[TASK BRIEF]
Go through the material and return every line that contains the string "parsers".

[DATASET EXCERPTS]
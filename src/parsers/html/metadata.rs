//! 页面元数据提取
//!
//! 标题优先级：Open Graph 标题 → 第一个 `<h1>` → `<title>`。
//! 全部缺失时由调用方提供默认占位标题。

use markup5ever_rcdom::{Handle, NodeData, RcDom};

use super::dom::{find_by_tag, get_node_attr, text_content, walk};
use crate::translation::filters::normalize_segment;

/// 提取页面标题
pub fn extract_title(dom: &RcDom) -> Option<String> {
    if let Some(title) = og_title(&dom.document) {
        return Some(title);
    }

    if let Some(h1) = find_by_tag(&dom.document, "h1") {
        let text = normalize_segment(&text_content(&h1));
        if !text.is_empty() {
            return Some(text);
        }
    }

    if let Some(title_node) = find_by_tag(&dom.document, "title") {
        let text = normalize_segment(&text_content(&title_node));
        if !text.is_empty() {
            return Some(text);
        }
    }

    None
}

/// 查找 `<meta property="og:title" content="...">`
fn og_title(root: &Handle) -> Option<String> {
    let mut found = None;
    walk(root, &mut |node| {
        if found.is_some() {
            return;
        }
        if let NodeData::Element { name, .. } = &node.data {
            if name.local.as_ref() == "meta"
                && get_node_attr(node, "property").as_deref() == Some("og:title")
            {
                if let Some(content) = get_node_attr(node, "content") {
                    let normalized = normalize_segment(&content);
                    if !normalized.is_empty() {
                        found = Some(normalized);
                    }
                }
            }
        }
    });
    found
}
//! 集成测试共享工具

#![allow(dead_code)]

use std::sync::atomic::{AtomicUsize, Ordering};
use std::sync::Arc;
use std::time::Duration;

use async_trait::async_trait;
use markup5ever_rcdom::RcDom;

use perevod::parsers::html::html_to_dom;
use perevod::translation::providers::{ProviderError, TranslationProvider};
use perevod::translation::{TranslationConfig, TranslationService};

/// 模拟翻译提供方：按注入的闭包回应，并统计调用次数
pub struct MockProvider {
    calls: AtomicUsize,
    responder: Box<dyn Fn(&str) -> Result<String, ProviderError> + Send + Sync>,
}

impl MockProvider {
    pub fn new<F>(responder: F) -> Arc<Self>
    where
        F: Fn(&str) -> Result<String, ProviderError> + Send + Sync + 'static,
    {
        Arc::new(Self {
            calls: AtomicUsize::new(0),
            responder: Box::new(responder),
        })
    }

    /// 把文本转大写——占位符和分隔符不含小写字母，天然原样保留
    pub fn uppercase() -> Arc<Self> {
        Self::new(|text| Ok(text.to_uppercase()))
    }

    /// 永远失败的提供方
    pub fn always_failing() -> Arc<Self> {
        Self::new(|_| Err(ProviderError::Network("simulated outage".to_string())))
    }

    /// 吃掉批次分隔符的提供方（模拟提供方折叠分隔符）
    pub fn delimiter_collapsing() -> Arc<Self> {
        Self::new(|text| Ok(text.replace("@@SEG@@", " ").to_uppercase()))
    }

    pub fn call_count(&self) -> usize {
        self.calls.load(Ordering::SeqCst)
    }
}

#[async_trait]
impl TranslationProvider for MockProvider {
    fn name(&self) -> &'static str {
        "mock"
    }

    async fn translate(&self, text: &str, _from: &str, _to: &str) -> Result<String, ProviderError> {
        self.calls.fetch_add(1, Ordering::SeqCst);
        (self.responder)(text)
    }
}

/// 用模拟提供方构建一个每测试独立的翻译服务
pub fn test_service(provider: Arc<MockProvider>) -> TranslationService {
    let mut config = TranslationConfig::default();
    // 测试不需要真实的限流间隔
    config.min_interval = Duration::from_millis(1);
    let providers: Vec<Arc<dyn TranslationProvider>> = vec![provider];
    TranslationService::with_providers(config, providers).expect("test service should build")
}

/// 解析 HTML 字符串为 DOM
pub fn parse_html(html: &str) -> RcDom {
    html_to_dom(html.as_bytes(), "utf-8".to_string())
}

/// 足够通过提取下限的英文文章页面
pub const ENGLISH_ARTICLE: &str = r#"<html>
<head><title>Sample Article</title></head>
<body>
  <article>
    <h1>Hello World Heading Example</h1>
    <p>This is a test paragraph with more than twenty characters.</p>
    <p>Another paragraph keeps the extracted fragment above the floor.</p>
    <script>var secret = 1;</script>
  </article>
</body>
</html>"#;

[FINISHED TASK]
filename src/parsers/html/metadata.rs
use perevod::parsers::html::html_to_dom;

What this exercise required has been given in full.